Once you cross the finish line, you'll probably be able to grab a bottle of water and some post-race snacks, and perhaps they'll give you medal. You can hang around for a bit or just leave right away. If you're pretty fast, you might even win a prize for your age group--so I've HEARD from my speedy friend Renee, anyway ;)

I still get nervous before every race, but there is honestly no reason to--just try to enjoy it and not think too hard about it! Good luck!


  1. 30 minutes to get to the start line in Indy? That would drive me crazy! So far, the LIMA 5k has the BEST swag after the race! Tons of Pure Protein bars (YUM!), fruit, bagels and even pizza (not for me post-race!)!

  2. Love your Q and A Sundays! That picture of the starting line at Indy is crazy! Just having done my first 5k yesterday it was great to read your comments on it. I was EXTREMELY nervous for it all week. Now that it's done there was no need to be. But I know when I do another one I'll be nervous then too.

  3. I really love these Q and A's, I always look forward to them! I think I might be a recent addict to running! I ran again today and beat my time by 3 minutes!! YAY!

  4. Whew! I'm so glad that someone asked the last question! I am running my first 5k next Saturday and I feel sick with nerves. My #1 goal is to be able to run the entire thing. My #2 goal is not be the last one to cross the finish line. I'm not sure why, but the thought of everyone standing around, looking at their watches waiting for the slow, fat lady to finish is mortifying to me. Of course, leave it to me to blow things out of proportion! : 0

    1. That was so me 10 days ago! I did my first 5K on March 10. Katie's experiences pretty much match my own. I put myself right in front of the walkers. I am very slow but finished without walking or stopping in 43.12. I ended up being #136 out of 188, which I thought was pretty good. It was nice to know that there were lots of people behind me, even if most were walkers. And in our race, they had people posted every mile (and every 0.25 miles at the end...the end was a confusing route so they had a lot of people to show you where to go) and all of them were so encouraging, telling me that I was almost done, or that I had a good pace, etc. And crossing the finish was amazing!!! My family was waiting for me and it was the best feeling ever. I'm currently 70 lbs overweight.

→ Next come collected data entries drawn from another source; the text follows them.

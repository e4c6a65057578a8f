//! `influxdb_organization` and `influxdb_organizations` data sources

use crate::api::{cancellable, Client};
use crate::resources::organization::organization_values;
use async_trait::async_trait;
use tfplug::request::{DataSourceReadRequest, DataSourceReadResponse};
use tfplug::schema::Attribute;
use tfplug::{
    AttributeBuilder, DataSourceSchema, DataSourceV2, Diagnostics, Dynamic, SchemaBuilder,
    StateBuilder,
};

use super::{computed_string, failed, lookup_key};

fn organization_attributes() -> Vec<Attribute> {
    vec![
        computed_string("id", "An organization ID."),
        computed_string("description", "The description of the organization."),
        computed_string("created_at", "Organization creation date."),
        computed_string("updated_at", "Last Organization update date."),
    ]
}

pub struct OrganizationDataSource {
    client: Client,
}

impl OrganizationDataSource {
    pub fn new(client: Client) -> Self {
        Self { client }
    }

    pub fn schema_static() -> DataSourceSchema {
        let mut schema = SchemaBuilder::new()
            .description("Retrieve details about an organization.")
            .attribute(
                AttributeBuilder::string("name")
                    .required()
                    .description("The name of the organization."),
            );
        for attribute in organization_attributes() {
            schema = schema.attribute(attribute);
        }
        schema.build()
    }
}

#[async_trait]
impl DataSourceV2 for OrganizationDataSource {
    async fn read(&self, request: DataSourceReadRequest) -> DataSourceReadResponse {
        let mut diagnostics = Diagnostics::new();

        let Some(name) = lookup_key(
            &request.config,
            "name",
            "Name is empty",
            "Must set name",
            &mut diagnostics,
        ) else {
            return failed(diagnostics);
        };

        match cancellable(&request.context, self.client.orgs().find_by_name(&name)).await {
            Ok(Some(org)) => DataSourceReadResponse {
                state: Some(
                    organization_values(&org)
                        .optional_string("description", org.description.clone())
                        .build(),
                ),
                diagnostics,
            },
            Ok(None) => {
                diagnostics.add_error(
                    "Organization not found",
                    Some(format!("No organization named {} exists.", name)),
                );
                failed(diagnostics)
            }
            Err(e) => {
                diagnostics.add_error(
                    "Organization not found",
                    Some(format!("Unable to read organization {}: {}", name, e)),
                );
                failed(diagnostics)
            }
        }
    }
}

pub struct OrganizationsDataSource {
    client: Client,
}

impl OrganizationsDataSource {
    pub fn new(client: Client) -> Self {
        Self { client }
    }

    pub fn schema_static() -> DataSourceSchema {
        let mut attributes = organization_attributes();
        attributes.push(computed_string("name", "The name of the organization."));

        SchemaBuilder::new()
            .description("Lists organizations.")
            .attribute(
                AttributeBuilder::nested_list("organizations", attributes)
                    .computed()
                    .description("Organizations visible to the provider's credentials."),
            )
            .build()
    }
}

#[async_trait]
impl DataSourceV2 for OrganizationsDataSource {
    async fn read(&self, request: DataSourceReadRequest) -> DataSourceReadResponse {
        let mut diagnostics = Diagnostics::new();

        match cancellable(&request.context, self.client.orgs().list()).await {
            Ok(orgs) => {
                let items = orgs
                    .iter()
                    .map(|org| {
                        organization_values(org)
                            .optional_string("description", org.description.clone())
                            .build_object()
                    })
                    .collect();
                DataSourceReadResponse {
                    state: Some(
                        StateBuilder::new()
                            .value("organizations", Dynamic::List(items))
                            .build(),
                    ),
                    diagnostics,
                }
            }
            Err(e) => {
                diagnostics.add_error("Unable to list Organizations", Some(e.to_string()));
                failed(diagnostics)
            }
        }
    }
}

#[cfg(test)]
mod tests {
    use super::*;
    use crate::test_helpers::{config, test_client};
    use mockito::{Matcher, Server};
    use tfplug::Context;

    #[tokio::test]
    async fn looks_up_organization_by_name() {
        let mut server = Server::new_async().await;
        let mock = server
            .mock("GET", "/api/v2/orgs")
            .match_query(Matcher::UrlEncoded("org".into(), "acme".into()))
            .with_status(200)
            .with_body(r#"{"orgs":[{"id":"o1","name":"acme","description":"Acme Corp"}]}"#)
            .create_async()
            .await;

        let data_source = OrganizationDataSource::new(test_client(&server));
        let response = data_source
            .read(DataSourceReadRequest {
                context: Context::new(),
                config: config(&[("name", "acme".into())]),
            })
            .await;

        let state = response.state.unwrap();
        assert_eq!(state.get_string("id"), Some("o1".to_string()));
        assert_eq!(state.get_string("description"), Some("Acme Corp".to_string()));
        mock.assert_async().await;
    }

    #[tokio::test]
    async fn missing_name_is_reported() {
        let server = Server::new_async().await;
        let data_source = OrganizationDataSource::new(test_client(&server));

        let response = data_source
            .read(DataSourceReadRequest {
                context: Context::new(),
                config: config(&[]),
            })
            .await;

        assert!(response.state.is_none());
        assert_eq!(response.diagnostics.errors[0].summary, "Name is empty");
    }

    #[tokio::test]
    async fn unknown_organization_is_an_error() {
        let mut server = Server::new_async().await;
        let _mock = server
            .mock("GET", "/api/v2/orgs")
            .match_query(Matcher::Any)
            .with_status(404)
            .with_body(r#"{"code":"not found","message":"organization name \"ghost\" not found"}"#)
            .create_async()
            .await;

        let data_source = OrganizationDataSource::new(test_client(&server));
        let response = data_source
            .read(DataSourceReadRequest {
                context: Context::new(),
                config: config(&[("name", "ghost".into())]),
            })
            .await;

        assert_eq!(response.diagnostics.errors[0].summary, "Organization not found");
    }

    #[tokio::test]
    async fn lists_organizations() {
        let mut server = Server::new_async().await;
        let _mock = server
            .mock("GET", "/api/v2/orgs")
            .match_query(Matcher::Any)
            .with_status(200)
            .with_body(r#"{"orgs":[{"id":"o1","name":"acme"},{"id":"o2","name":"globex"}]}"#)
            .create_async()
            .await;

        let data_source = OrganizationsDataSource::new(test_client(&server));
        let response = data_source
            .read(DataSourceReadRequest {
                context: Context::new(),
                config: config(&[]),
            })
            .await;

        let state = response.state.unwrap();
        let orgs = state.get_list("organizations").unwrap();
        assert_eq!(orgs.len(), 2);
        assert_eq!(orgs[1].as_map().unwrap()["name"], Dynamic::from("globex"));
        assert!(orgs[0].as_map().unwrap()["description"].is_null());
    }
}
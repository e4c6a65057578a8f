//! Default values for optional computed attributes
//!
//! A default is applied during planning when the practitioner left an
//! optional + computed attribute out of the configuration.

use crate::types::Dynamic;

pub struct DefaultRequest {
    pub attribute_path: String,
}

pub struct DefaultResponse {
    pub value: Dynamic,
}

pub trait Default: Send + Sync {
    fn description(&self) -> String;

    fn default_value(&self, request: DefaultRequest) -> DefaultResponse;
}

pub struct StaticString {
    value: String,
}

impl StaticString {
    pub fn new(value: &str) -> Self {
        Self {
            value: value.to_string(),
        }
    }
}

impl Default for StaticString {
    fn description(&self) -> String {
        format!("value defaults to \"{}\"", self.value)
    }

    fn default_value(&self, _request: DefaultRequest) -> DefaultResponse {
        DefaultResponse {
            value: Dynamic::String(self.value.clone()),
        }
    }
}

pub struct StaticNumber {
    value: f64,
}

impl StaticNumber {
    pub fn new(value: f64) -> Self {
        Self { value }
    }
}

impl Default for StaticNumber {
    fn description(&self) -> String {
        format!("value defaults to {}", self.value)
    }

    fn default_value(&self, _request: DefaultRequest) -> DefaultResponse {
        DefaultResponse {
            value: Dynamic::Number(self.value),
        }
    }
}

#[cfg(test)]
mod tests {
    use super::*;

    #[test]
    fn static_string_default() {
        let default = StaticString::new("active");
        let response = default.default_value(DefaultRequest {
            attribute_path: "status".to_string(),
        });

        assert_eq!(response.value, Dynamic::String("active".to_string()));
        assert!(default.description().contains("active"));
    }

    #[test]
    fn static_number_default() {
        let default = StaticNumber::new(2592000.0);
        let response = default.default_value(DefaultRequest {
            attribute_path: "retention_period".to_string(),
        });

        assert_eq!(response.value.as_number(), Some(2592000.0));
    }
}
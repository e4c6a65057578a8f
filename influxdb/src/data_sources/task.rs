//! `influxdb_task` and `influxdb_tasks` data sources

use crate::api::{cancellable, Client};
use crate::resources::task::{computed_task_attributes, task_values};
use async_trait::async_trait;
use tfplug::request::{DataSourceReadRequest, DataSourceReadResponse};
use tfplug::schema::Attribute;
use tfplug::{
    AttributeBuilder, DataSourceSchema, DataSourceV2, Diagnostics, Dynamic, SchemaBuilder,
    StateBuilder,
};

use super::{computed_string, failed, lookup_key};

fn task_attributes() -> Vec<Attribute> {
    let mut attributes = computed_task_attributes();
    attributes.push(computed_string("flux", "The Flux script that the task executes."));
    attributes.push(computed_string("org_id", "The organization ID."));
    attributes.push(computed_string("status", "The status of the task."));
    attributes
}

pub struct TaskDataSource {
    client: Client,
}

impl TaskDataSource {
    pub fn new(client: Client) -> Self {
        Self { client }
    }

    pub fn schema_static() -> DataSourceSchema {
        let mut schema = SchemaBuilder::new()
            .description("Retrieve details about a task.")
            .attribute(
                AttributeBuilder::string("id")
                    .required()
                    .description("The task ID."),
            );
        for attribute in task_attributes() {
            schema = schema.attribute(attribute);
        }
        schema.build()
    }
}

#[async_trait]
impl DataSourceV2 for TaskDataSource {
    async fn read(&self, request: DataSourceReadRequest) -> DataSourceReadResponse {
        let mut diagnostics = Diagnostics::new();

        let Some(id) = lookup_key(
            &request.config,
            "id",
            "Id is empty",
            "Must set Id",
            &mut diagnostics,
        ) else {
            return failed(diagnostics);
        };

        match cancellable(&request.context, self.client.tasks().get(&id)).await {
            Ok(task) => DataSourceReadResponse {
                state: Some(task_values(&task).build()),
                diagnostics,
            },
            Err(e) => {
                diagnostics.add_error(
                    "Unable to read task",
                    Some(format!("Unable to read task {}: {}", id, e)),
                );
                failed(diagnostics)
            }
        }
    }
}

pub struct TasksDataSource {
    client: Client,
}

impl TasksDataSource {
    pub fn new(client: Client) -> Self {
        Self { client }
    }

    pub fn schema_static() -> DataSourceSchema {
        let mut attributes = task_attributes();
        attributes.push(computed_string("id", "The task ID."));

        SchemaBuilder::new()
            .description("Lists tasks.")
            .attribute(
                AttributeBuilder::nested_list("tasks", attributes)
                    .computed()
                    .description("Tasks visible to the provider's credentials."),
            )
            .build()
    }
}

#[async_trait]
impl DataSourceV2 for TasksDataSource {
    async fn read(&self, request: DataSourceReadRequest) -> DataSourceReadResponse {
        let mut diagnostics = Diagnostics::new();

        match cancellable(&request.context, self.client.tasks().list()).await {
            Ok(tasks) => {
                let items = tasks
                    .iter()
                    .map(|task| task_values(task).build_object())
                    .collect();
                DataSourceReadResponse {
                    state: Some(
                        StateBuilder::new()
                            .value("tasks", Dynamic::List(items))
                            .build(),
                    ),
                    diagnostics,
                }
            }
            Err(e) => {
                diagnostics.add_error("Unable to list tasks", Some(e.to_string()));
                failed(diagnostics)
            }
        }
    }
}
use crate::types::{Diagnostics, Dynamic};

#[derive(Debug, Clone)]
pub struct PlanModifyRequest {
    pub state: Dynamic,
    pub plan: Dynamic,
    pub config: Dynamic,
    pub attribute_path: String,
}

#[derive(Debug, Clone)]
pub struct PlanModifyResponse {
    pub plan_value: Dynamic,
    pub requires_replace: bool,
    pub diagnostics: Diagnostics,
}

/// Trait for modifying terraform plan behavior
///
/// Plan modifiers run once the planned value has been computed and may
/// rewrite it, mark the attribute as requiring replacement, or add
/// diagnostics.
pub trait PlanModifier: Send + Sync {
    fn modify_plan(&self, request: PlanModifyRequest) -> PlanModifyResponse;
}

/// Marks an attribute as requiring replacement when it changes
pub struct RequiresReplaceIfChanged;

impl PlanModifier for RequiresReplaceIfChanged {
    fn modify_plan(&self, request: PlanModifyRequest) -> PlanModifyResponse {
        let requires_replace = request.state.is_fully_known()
            && request.plan.is_fully_known()
            && !values_equal(&request.state, &request.plan);

        PlanModifyResponse {
            plan_value: request.plan,
            requires_replace,
            diagnostics: Diagnostics::new(),
        }
    }
}

/// Keeps the prior state value for a computed attribute whose planned
/// value is unknown. Values that never change after creation (ids, tokens,
/// creation timestamps) use this to avoid showing as "known after apply".
pub struct UseStateForUnknown;

impl PlanModifier for UseStateForUnknown {
    fn modify_plan(&self, request: PlanModifyRequest) -> PlanModifyResponse {
        let plan_value = match (&request.plan, &request.state) {
            (Dynamic::Unknown, state) if !state.is_null() => request.state.clone(),
            _ => request.plan,
        };

        PlanModifyResponse {
            plan_value,
            requires_replace: false,
            diagnostics: Diagnostics::new(),
        }
    }
}

/// Compares two values, treating numbers within f64 epsilon as equal
pub fn values_equal(a: &Dynamic, b: &Dynamic) -> bool {
    match (a, b) {
        (Dynamic::Null, Dynamic::Null) => true,
        (Dynamic::Unknown, Dynamic::Unknown) => true,
        (Dynamic::Bool(a), Dynamic::Bool(b)) => a == b,
        (Dynamic::Number(a), Dynamic::Number(b)) => (a - b).abs() < f64::EPSILON,
        (Dynamic::String(a), Dynamic::String(b)) => a == b,
        (Dynamic::List(a), Dynamic::List(b)) => {
            a.len() == b.len() && a.iter().zip(b.iter()).all(|(x, y)| values_equal(x, y))
        }
        (Dynamic::Map(a), Dynamic::Map(b)) => {
            a.len() == b.len()
                && a.iter()
                    .all(|(k, v)| b.get(k).is_some_and(|v2| values_equal(v, v2)))
        }
        _ => false,
    }
}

  5. That crowd in Indy is something!! I would be afraid of getting mowed over. LOL.

  6. The 12k I have walked the last several years has a staggered start. We get separated by colors according to speed and they start the fastest ones first and then get it going to the walkers/strollers. Definitely irritating to get run over by the people pushing strollers who are supposed to be walking however.

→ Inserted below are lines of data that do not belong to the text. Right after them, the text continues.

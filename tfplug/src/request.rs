use crate::context::Context;
use crate::types::{Config, Diagnostics, State};

#[derive(Clone)]
pub struct ConfigureRequest {
    pub context: Context,
    pub terraform_version: String,
    pub config: Config,
}

#[derive(Clone)]
pub struct ConfigureResponse {
    pub diagnostics: Diagnostics,
}

#[derive(Clone)]
pub struct CreateRequest {
    pub context: Context,
    pub config: Config,
    pub planned_state: State,
}

#[derive(Clone)]
pub struct CreateResponse {
    pub state: State,
    pub diagnostics: Diagnostics,
}

#[derive(Clone)]
pub struct ReadRequest {
    pub context: Context,
    pub current_state: State,
}

/// A `None` state reports that the remote object no longer exists
#[derive(Clone)]
pub struct ReadResponse {
    pub state: Option<State>,
    pub diagnostics: Diagnostics,
}

#[derive(Clone)]
pub struct UpdateRequest {
    pub context: Context,
    pub config: Config,
    pub planned_state: State,
    pub current_state: State,
}

#[derive(Clone)]
pub struct UpdateResponse {
    pub state: State,
    pub diagnostics: Diagnostics,
}

#[derive(Clone)]
pub struct DeleteRequest {
    pub context: Context,
    pub current_state: State,
}

#[derive(Clone)]
pub struct DeleteResponse {
    pub diagnostics: Diagnostics,
}

#[derive(Clone)]
pub struct ImportStateRequest {
    pub context: Context,
    pub type_name: String,
    pub id: String,
}

/// The imported state is refreshed with a read before Terraform stores it
#[derive(Clone)]
pub struct ImportStateResponse {
    pub state: Option<State>,
    pub diagnostics: Diagnostics,
}

#[derive(Clone)]
pub struct DataSourceReadRequest {
    pub context: Context,
    pub config: Config,
}

#[derive(Clone)]
pub struct DataSourceReadResponse {
    pub state: Option<State>,
    pub diagnostics: Diagnostics,
}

  7. Is there any chance you know about the mile fun runs? Are they divided in the same way? Does anyone ever walk the fun runs?

    I emailed you before about running with my son, and the reply was very helpful. We are signing up to do a fun run at the end of April. It's 15 dollars and we get t-shirts and baseball tickets also!

    I'm just not sure he will be ready to run a full mile by then with his little legs, although we just started "training" with the nice weather, and we are improving every day.

    1. The fun runs are meant to be just that--for fun. You can walk, run, skip, or crawl, whatever you'd like! I think it's a great confidence booster for kids when they see that they just completed a whole mile (and they might get a t-shirt or medal for it). But I've seen older people do it (without kids), and I think that's great too!

    2. Thank you so much for taking the time to answer all these questions!

      I can't wait to do it. I just didn't want us to be the only people walking, if that were to happen.

  8. I'm going to pass this along to the Mr. He flip flops about whether he's going to run a 5K or not and I'm sure this post could help him know what to expect. Thanks!

  9. I really need to find someone to run long runs with - the boredom is really the worst part for me when it comes to runs of more than an hour or so!